Transcription/HTML Markup: Einde O’Callaghan for the Trotsky Internet Archive.
Copyleft: Leon Trotsky Internet Archive (www.marxists.org) 2014. Permission is granted to copy and/or distribute this document under the terms of the Creative Commons Attribution-ShareAlike 2.0.



“WHEN THE Communist International made a united front with the social democratic leaders in 1926,” wrote the central organ of the Czechoslovakia Communist party, Rude Pravo, on February 27 of this year, allegedly in the name of a worker-correspondent “from the bench”, “it did this in order to expose them before the masses of supporters, and at that time Trotsky was terribly opposed to it. Now, when the social democracy has so discredited itself by its countless betrayals of the workers’ struggles, Trotsky proposes the united front with its leaders ... Trotsky is today against the Anglo-Russian Committee of 1926, but for any sort of Anglo-Russian Committee of 1932.”

These lines lead us right to the heart of the question. In 1926, the Comintern sought to “expose” the reformist leaders with the aid of the united front policy, and that was right. But since then the social democracy has “discredited” itself. Before whom? There are still more workers following it than the Communist party. This is sad but true. The task of exposing the reformist leaders thus remain unsolved. If the method of the united front was good in 1926, why should it be bad in 1932?

“Trotsky is for an Anglo-Russian Committee of 1932, against the Anglo-Russian Committee of 1926.” In 1926, the united front was concluded only at the top, between the leaders of the Soviet trade unions and the British trade unionists, not in the name of definite practical actions of the masses separated from each other by state frontiers and social conditions, but upon the basis of a friendly-diplomatic, pacifist-evasive “platform”. During the miners’ strike – and later the general strike – the Anglo-Russian Committee could not even come together, for the “allies” pulled in two opposite directions: the Soviet trade unions strove to assist the strikers, the British trade unionists sought to break the strike. The substantial contributions collected by the Russian workers were rejected by the General Council as “damned gold”. Only after the strike had been finally betrayed and broken did the Anglo-Russian Committee come together again to the scheduled banquet to exchange small talk. Thus did the policy of the Anglo-Russian Committee serve to cover up the reformist strike-breakers before the working masses.
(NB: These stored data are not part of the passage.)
//! Mapping of cooldown and upstream failures onto HTTP responses

use axum::http::{StatusCode, header};
use axum::response::{IntoResponse, Response};
use tracing::error;

use crate::cooldown::error::{CooldownError, UpstreamError};

/// A failed request together with what the proxy was trying to do
#[derive(Debug)]
pub struct ProxyError {
    action: &'static str,
    source: CooldownError,
}

impl ProxyError {
    pub fn new(action: &'static str, source: impl Into<CooldownError>) -> Self {
        Self {
            action,
            source: source.into(),
        }
    }
}

impl IntoResponse for ProxyError {
    fn into_response(self) -> Response {
        let Self { action, source } = self;

        match source {
            CooldownError::Hidden => text_response(StatusCode::NOT_FOUND, "version not found"),
            CooldownError::NoEligibleVersion => {
                text_response(StatusCode::NOT_FOUND, "no versions available")
            }
            // Upstream answered; its status and body are the caller's answer too
            CooldownError::Upstream(UpstreamError::Status { status, body }) => {
                error!(%status, "{}: upstream returned non-success", action);
                (status, body).into_response()
            }
            CooldownError::Upstream(e) => {
                error!(error = %e, "{}", action);
                text_response(StatusCode::BAD_GATEWAY, action)
            }
        }
    }
}

/// Plain text error body, newline terminated
pub fn text_response(status: StatusCode, message: &str) -> Response {
    (
        status,
        [(header::CONTENT_TYPE, "text/plain; charset=utf-8")],
        format!("{message}\n"),
    )
        .into_response()
}
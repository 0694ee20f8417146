//! Upstream trait for fetching module metadata from a Go module proxy

#[cfg(test)]
use mockall::automock;

use bytes::Bytes;
use reqwest::StatusCode;
use reqwest::header::HeaderMap;

use crate::cooldown::error::UpstreamError;
use crate::cooldown::types::VersionInfo;

/// A raw upstream response, forwarded to the client without inspection
#[derive(Debug, Clone)]
pub struct ForwardedResponse {
    pub status: StatusCode,
    pub headers: HeaderMap,
    pub body: Bytes,
}

/// Trait for reading module metadata from the proxy being mirrored
#[cfg_attr(test, automock)]
#[async_trait::async_trait]
pub trait Upstream: Send + Sync {
    /// Fetches `/{module}/@v/{version}.info`
    async fn fetch_info(&self, module: &str, version: &str) -> Result<VersionInfo, UpstreamError>;

    /// Fetches `/{module}/@v/list`
    ///
    /// # Returns
    /// * `Ok(Vec<String>)` - Version identifiers in upstream order, empty lines dropped
    /// * `Err(UpstreamError)` - If the request fails or upstream answers with a non-success status
    async fn fetch_list(&self, module: &str) -> Result<Vec<String>, UpstreamError>;

    /// Fetches `/{module}/@latest`
    async fn fetch_latest(&self, module: &str) -> Result<VersionInfo, UpstreamError>;

    /// Returns the absolute upstream URL for a request path such as `/m/@v/v1.0.0.zip`
    fn url_for(&self, path: &str) -> String;

    /// Performs a plain GET of `path` upstream and returns the response as is
    async fn forward(&self, path: &str) -> Result<ForwardedResponse, UpstreamError>;
}
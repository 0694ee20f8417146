//! HTTP layer serving the GOPROXY protocol with the cooldown applied
//!
//! # Modules
//!
//! - [`error`]: Maps cooldown and upstream failures onto HTTP responses
//! - [`handler`]: axum router and per-operation handlers
//! - [`route`]: Classifies request paths and extracts the cooldown prefix
//! - [`server`]: Server initialization and graceful shutdown

pub mod error;
pub mod handler;
pub mod route;
pub mod server;
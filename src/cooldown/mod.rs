//! Cooldown layer: hides module versions younger than a configured window
//!
//! # Architecture
//!
//! ```text
//! ┌─────────────┐     ┌─────────────┐     ┌─────────────┐
//! │  Upstream   │────▶│    Cache    │◀────│   Filter    │
//! │  (fetch)    │     │  (LRU, mem) │     │ (eligible?) │
//! └─────────────┘     └─────────────┘     └─────────────┘
//!        │                                       │
//!        ▼                                       ▼
//! ┌─────────────┐                         ┌─────────────┐
//! │  Go proxy   │                         │  Duration   │
//! │  (reqwest)  │                         │  (7d, 2M)   │
//! └─────────────┘                         └─────────────┘
//! ```
//!
//! # Modules
//!
//! - [`cache`]: Bounded LRU cache of version metadata keyed by (module, version)
//! - [`duration`]: Duration parser with day, month and year units
//! - [`error`]: Error types for parsing, caching and upstream requests
//! - [`filter`]: Cooldown filtering for version lists, single versions and latest
//! - [`go_proxy`]: reqwest-based client for a GOPROXY upstream
//! - [`types`]: `VersionInfo` and the eligibility cutoff
//! - [`upstream`]: Upstream trait consumed by the filter

pub mod cache;
pub mod duration;
pub mod error;
pub mod filter;
pub mod go_proxy;
pub mod types;
pub mod upstream;
//! Classification of incoming GOPROXY request paths
//!
//! ```text
//! /[<cooldown>/]<module>/@v/list
//! /[<cooldown>/]<module>/@v/<version>.info
//! /[<cooldown>/]<module>/@v/<version>.mod
//! /[<cooldown>/]<module>/@v/<version>.zip
//! /[<cooldown>/]<module>/@latest
//! ```
//!
//! Paths are matched as received, without percent-decoding.

use chrono::TimeDelta;

use crate::cooldown::duration::parse_duration;

#[derive(Debug, Clone, PartialEq, Eq)]
pub enum Operation {
    /// `<module>/@v/list`
    List { module: String },
    /// `<module>/@v/<version>.info`
    Info { module: String, version: String },
    /// `<module>/@latest`
    Latest { module: String },
    /// `<module>/@v/<version>.mod` and `.zip`, redirected upstream
    Download { path: String },
    /// Anything else, forwarded upstream unchanged
    PassThrough { path: String },
}

/// A classified request: the cooldown to apply and what is being asked for
#[derive(Debug, Clone, PartialEq, Eq)]
pub struct ProxyRequest {
    pub cooldown: TimeDelta,
    pub operation: Operation,
}

/// Classifies `path`, honouring a leading duration segment as a per-request cooldown.
///
/// A first segment that does not parse as a duration is part of the module path,
/// in which case `default_cooldown` applies.
pub fn classify(path: &str, default_cooldown: TimeDelta) -> ProxyRequest {
    match strip_cooldown(path) {
        Some((cooldown, rest)) => ProxyRequest {
            cooldown,
            operation: classify_path(&rest),
        },
        None => ProxyRequest {
            cooldown: default_cooldown,
            operation: classify_path(path),
        },
    }
}

/// Splits `/<duration>/<rest>` into the duration and `/<rest>`
fn strip_cooldown(path: &str) -> Option<(TimeDelta, String)> {
    let trimmed = path.strip_prefix('/').unwrap_or(path);
    let (segment, rest) = trimmed.split_once('/')?;
    let cooldown = parse_duration(segment).ok()?;
    Some((cooldown, format!("/{rest}")))
}

fn classify_path(path: &str) -> Operation {
    let pass_through = || Operation::PassThrough {
        path: path.to_string(),
    };
    let trimmed = path.strip_prefix('/').unwrap_or(path);

    if let Some(module) = trimmed.strip_suffix("/@latest") {
        if module.is_empty() {
            return pass_through();
        }
        return Operation::Latest {
            module: module.to_string(),
        };
    }

    let mut parts = trimmed.split("/@v/");
    let (Some(module), Some(file), None) = (parts.next(), parts.next(), parts.next()) else {
        return pass_through();
    };
    if module.is_empty() {
        return pass_through();
    }

    if file == "list" {
        return Operation::List {
            module: module.to_string(),
        };
    }

    if let Some(version) = file.strip_suffix(".info") {
        if version.is_empty() {
            return pass_through();
        }
        return Operation::Info {
            module: module.to_string(),
            version: version.to_string(),
        };
    }

    if file.ends_with(".mod") || file.ends_with(".zip") {
        return Operation::Download {
            path: path.to_string(),
        };
    }

    pass_through()
}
At the present time we are speaking of something quite different. In Germany the social democratic and the Communist workers stand on the same ground, before the same danger. They mingle with each other in factories, in trade unions, at the unemployment registries, etc. It is not a question here of a word-”platform” of the leaders, out of thoroughly concrete tasks which are calculated to draw the mass organizations directly into the struggle.

The united front policy on a national scale is ten times harder than on a local scale. The united front policy on an international scale is a hundred times harder than on a national scale. To unite with the British reformists around so general a slogan as “defense of the U.S.S.R.” or “defense of the Chinese revolution”, is to talk the blue out of the clouds. In Germany, on the contrary, there is the immediate danger of the destruction of the workers’ organizations, the social democratic included. To expect the social democracy to fight for the defense of the Soviet Union against the German bourgeoisie would be an illusion. But we certainly can expect that the social democracy will fight for the defense of its mandates, its meetings, periodicals, treasuries and finally, for its own head.
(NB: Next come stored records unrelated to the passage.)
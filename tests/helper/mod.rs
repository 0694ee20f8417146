//! Shared fixtures for proxy integration tests

#![allow(dead_code)]

use std::collections::HashMap;
use std::sync::Arc;
use std::sync::atomic::{AtomicUsize, Ordering};

use async_trait::async_trait;
use axum::Router;
use axum::body::{Body, to_bytes};
use axum::http::{HeaderMap, Request, StatusCode};
use axum::response::Response;
use bytes::Bytes;
use chrono::{DateTime, TimeDelta, Utc};
use tower::ServiceExt;

use go_cooldown::config::ProxyConfig;
use go_cooldown::cooldown::error::UpstreamError;
use go_cooldown::cooldown::types::VersionInfo;
use go_cooldown::cooldown::upstream::{ForwardedResponse, Upstream};
use go_cooldown::proxy::server::ProxyServer;

pub const UPSTREAM_URL: &str = "https://proxy.example.com";
pub const MODULE: &str = "example.com/module";

/// In-memory upstream serving modules registered with [`FakeUpstream::with_module`]
pub struct FakeUpstream {
    modules: HashMap<String, Vec<VersionInfo>>,
    info_fetches: AtomicUsize,
}

impl FakeUpstream {
    pub fn new() -> Self {
        Self {
            modules: HashMap::new(),
            info_fetches: AtomicUsize::new(0),
        }
    }

    /// Registers `module` with `(version, age in days)` pairs in list order.
    /// The last version is reported as `@latest`.
    pub fn with_module(mut self, module: &str, versions: &[(&str, i64)]) -> Self {
        let now = Utc::now();
        self.modules.insert(
            module.to_string(),
            versions
                .iter()
                .map(|(version, days)| VersionInfo::new(*version, now - TimeDelta::days(*days)))
                .collect(),
        );
        self
    }

    pub fn info_fetches(&self) -> usize {
        self.info_fetches.load(Ordering::SeqCst)
    }

    fn versions(&self, module: &str) -> Result<&Vec<VersionInfo>, UpstreamError> {
        self.modules.get(module).ok_or_else(|| not_found(module))
    }
}

fn not_found(what: &str) -> UpstreamError {
    UpstreamError::Status {
        status: StatusCode::NOT_FOUND,
        body: Bytes::from(format!("not found: {what}")),
    }
}

#[async_trait]
impl Upstream for FakeUpstream {
    async fn fetch_info(&self, module: &str, version: &str) -> Result<VersionInfo, UpstreamError> {
        self.info_fetches.fetch_add(1, Ordering::SeqCst);
        self.versions(module)?
            .iter()
            .find(|info| info.version == version)
            .cloned()
            .ok_or_else(|| not_found(&format!("{module}@{version}")))
    }

    async fn fetch_list(&self, module: &str) -> Result<Vec<String>, UpstreamError> {
        Ok(self
            .versions(module)?
            .iter()
            .map(|info| info.version.clone())
            .collect())
    }

    async fn fetch_latest(&self, module: &str) -> Result<VersionInfo, UpstreamError> {
        self.versions(module)?
            .last()
            .cloned()
            .ok_or_else(|| not_found(module))
    }

    fn url_for(&self, path: &str) -> String {
        format!("{UPSTREAM_URL}{path}")
    }

    async fn forward(&self, path: &str) -> Result<ForwardedResponse, UpstreamError> {
        Ok(ForwardedResponse {
            status: StatusCode::OK,
            headers: HeaderMap::new(),
            body: Bytes::from(format!("forwarded {path}")),
        })
    }
}

/// Builds the full proxy router (tracing layer included) over `upstream`
pub fn create_test_app(upstream: Arc<FakeUpstream>, default_cooldown: TimeDelta) -> Router {
    let config = ProxyConfig::new(UPSTREAM_URL, default_cooldown);
    ProxyServer::with_upstream(config, upstream)
        .unwrap()
        .router()
}

pub async fn send_get(app: Router, path: &str) -> Response {
    app.oneshot(Request::builder().uri(path).body(Body::empty()).unwrap())
        .await
        .unwrap()
}

pub async fn body_string(response: Response) -> String {
    let bytes = to_bytes(response.into_body(), usize::MAX).await.unwrap();
    String::from_utf8(bytes.to_vec()).unwrap()
}

pub fn parse_version_info(body: &str) -> (String, DateTime<Utc>) {
    let info: VersionInfo = serde_json::from_str(body).unwrap();
    (info.version, info.time)
}
//! Go module proxy client (GOPROXY protocol)

use std::time::Duration;

use reqwest::header::{HeaderMap, HeaderName};
use tracing::{debug, warn};

use crate::config::{FETCH_TIMEOUT_MS, USER_AGENT};
use crate::cooldown::error::UpstreamError;
use crate::cooldown::types::VersionInfo;
use crate::cooldown::upstream::{ForwardedResponse, Upstream};

/// Headers that describe the upstream connection rather than the payload
fn is_hop_by_hop(name: &HeaderName) -> bool {
    matches!(
        name.as_str(),
        "connection"
            | "keep-alive"
            | "proxy-authenticate"
            | "proxy-authorization"
            | "te"
            | "trailer"
            | "transfer-encoding"
            | "upgrade"
    )
}

/// Upstream implementation backed by a Go module proxy such as proxy.golang.org
#[derive(Clone)]
pub struct GoProxyUpstream {
    client: reqwest::Client,
    base_url: String,
}

impl GoProxyUpstream {
    /// Creates a client for `base_url`, bounding every request by `timeout`
    pub fn new(base_url: &str, timeout: Duration) -> Result<Self, reqwest::Error> {
        let client = reqwest::Client::builder()
            .user_agent(USER_AGENT)
            .timeout(timeout)
            .build()?;

        Ok(Self {
            client,
            base_url: base_url.trim_end_matches('/').to_string(),
        })
    }

    /// Creates a client for `base_url` with the default fetch timeout
    pub fn with_base_url(base_url: &str) -> Result<Self, reqwest::Error> {
        Self::new(base_url, Duration::from_millis(FETCH_TIMEOUT_MS))
    }

    pub fn base_url(&self) -> &str {
        &self.base_url
    }

    /// GETs `url` and returns the body of a 200 response
    async fn get_ok(&self, url: &str) -> Result<bytes::Bytes, UpstreamError> {
        debug!("Fetching {}", url);

        let response = self.client.get(url).send().await?;
        let status = response.status();

        if status != reqwest::StatusCode::OK {
            warn!("Go proxy returned status {}: {}", status, url);
            let body = response.bytes().await?;
            return Err(UpstreamError::Status { status, body });
        }

        Ok(response.bytes().await?)
    }
}

#[async_trait::async_trait]
impl Upstream for GoProxyUpstream {
    async fn fetch_info(&self, module: &str, version: &str) -> Result<VersionInfo, UpstreamError> {
        let url = format!("{}/{}/@v/{}.info", self.base_url, module, version);
        let body = self.get_ok(&url).await?;
        Ok(serde_json::from_slice(&body)?)
    }

    async fn fetch_list(&self, module: &str) -> Result<Vec<String>, UpstreamError> {
        let url = format!("{}/{}/@v/list", self.base_url, module);
        let body = self.get_ok(&url).await?;

        // Go proxy returns versions one per line
        let versions = String::from_utf8_lossy(&body)
            .lines()
            .map(str::trim)
            .filter(|line| !line.is_empty())
            .map(str::to_string)
            .collect();

        Ok(versions)
    }

    async fn fetch_latest(&self, module: &str) -> Result<VersionInfo, UpstreamError> {
        let url = format!("{}/{}/@latest", self.base_url, module);
        let body = self.get_ok(&url).await?;
        Ok(serde_json::from_slice(&body)?)
    }

    fn url_for(&self, path: &str) -> String {
        format!("{}{}", self.base_url, path)
    }

    async fn forward(&self, path: &str) -> Result<ForwardedResponse, UpstreamError> {
        let url = self.url_for(path);
        debug!("Forwarding {}", url);

        let response = self.client.get(&url).send().await?;
        let status = response.status();

        let mut headers = HeaderMap::with_capacity(response.headers().len());
        for (name, value) in response.headers() {
            if !is_hop_by_hop(name) {
                headers.append(name.clone(), value.clone());
            }
        }

        let body = response.bytes().await?;

        Ok(ForwardedResponse {
            status,
            headers,
            body,
        })
    }
}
Only, even in Germany we in no way advocate lapsing into a united front fetishism. An agreement is an agreement. It remains in effect so long as it serves the practical goal for which it was concluded. If the reformists begin to curb or to sabotage the movement, the Communists must always put themselves the question: is it not time to tear up the agreement and to lead the masses further under our own banner? Such a policy is not an easy one. But who has ever argued that to lead the proletariat to victory is a simple task? By counterposing the year 1926 to the year 1932, Rude Pravo has demonstrated only its lack of comprehension of what occurred six years ago as well as what is happening today.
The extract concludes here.